Britain will find out imminently whether it has been successful in its attempt to block a financial transaction tax in Europe as the European Court of Justice prepares to issue its ruling months earlier than expected.
The ruling had been expected at some point in 2015, but the ECJ said it would now take place on 30 April because it has chosen not to take additional advice on the case. It is not thought the UK has been successful in its legal action.
After unsuccessfully trying to implement an EU-wide tax on financial transactions, 11 member states – including France and Germany – said they would go it alone and apply the new levy within their jurisdictions.
But the UK government took to the European courts to block the FTT. Its lawyers argued that the FTT would infringe on its sovereignty because it would be forced to collect the tax on behalf of other states.
The government also argued it would disproportionately affect the UK because London is home to the largest financial sector in the world.

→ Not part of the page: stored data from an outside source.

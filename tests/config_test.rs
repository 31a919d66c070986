// ==========================================
// ConfigManager 集成测试
// ==========================================
// 测试目标: 校验上下限的读取与覆写，以及对 API 校验的影响
// ==========================================


use indirect_costs::api::{ApiError, CreatePlantInput};
use indirect_costs::app::AppState;
use indirect_costs::config::{config_keys, ConfigManager, ValidationLimits};
use indirect_costs::editor::validate_new_operation_name;
use test_helpers::create_test_db;

#[test]
fn test_config_manager_creation() {
    let (_temp_file, db_path) = create_test_db().expect("Failed to create test db");

    let config_manager = ConfigManager::new(&db_path);
    assert!(
        config_manager.is_ok(),
        "ConfigManager should be created successfully"
    );
}

#[test]
fn test_defaults_keep_server_and_client_limits_separate() {
    let (_temp_file, db_path) = create_test_db().expect("Failed to create test db");
    let manager = ConfigManager::new(&db_path).unwrap();

    let limits = manager.get_validation_limits().unwrap();
    assert_eq!(limits, ValidationLimits::default());
    assert_eq!(limits.operation_name_max_len, 100);
    assert_eq!(limits.operation_name_client_max_len, 255);
}

#[test]
fn test_override_applies_to_new_app_state() {
    let (_temp_file, db_path) = create_test_db().expect("Failed to create test db");
    {
        let manager = ConfigManager::new(&db_path).unwrap();
        manager
            .set_config_value(config_keys::PLANT_CODE_MAX_LEN, "3")
            .unwrap();
        manager
            .set_config_value(config_keys::OPERATION_NAME_CLIENT_MIN_LEN, "4")
            .unwrap();
    }

    let state = AppState::new(db_path).unwrap();
    assert_eq!(state.limits.plant_code_max_len, 3);

    let result = state.plant_api.create_plant(CreatePlantInput {
        name: "Planta".to_string(),
        code: "ABCD".to_string(),
        description: None,
    });
    assert!(matches!(result, Err(ApiError::InvalidInput(_))));

    assert!(validate_new_operation_name("Cor", &state.limits).is_err());
    assert!(validate_new_operation_name("Corte", &state.limits).is_ok());

    let configs = state.config_manager.list_configs().unwrap();
    assert_eq!(configs.len(), 2);
}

Under the FTT proposal, shares and bonds transactions would be taxed at 0.1% and derivatives at 0.01%. The EU estimates this would generate revenues of €30-35bn a year.
"The FTT is a damaging tax that would have a negative impact across Europe and which was shown to be a categorical failure in countries which have previously implemented it, such as Sweden," said Mark Boleat, policy chairman at the City of London Corporation, which lobbies on behalf of the UK financial sector.
"Regardless of the outcome of the court's judgement, the UK government is absolutely right to fight for an effective fiscal policy that maintains a level playing field for all EU member states, including both those inside and outside the eurozone bloc. The UK's economic recovery should not be stalled by a £3.6bn tax on British household savings."
The Open Europe thinktank wrote on its blog that it expects the ECJ to throw out or rule against the UK's case.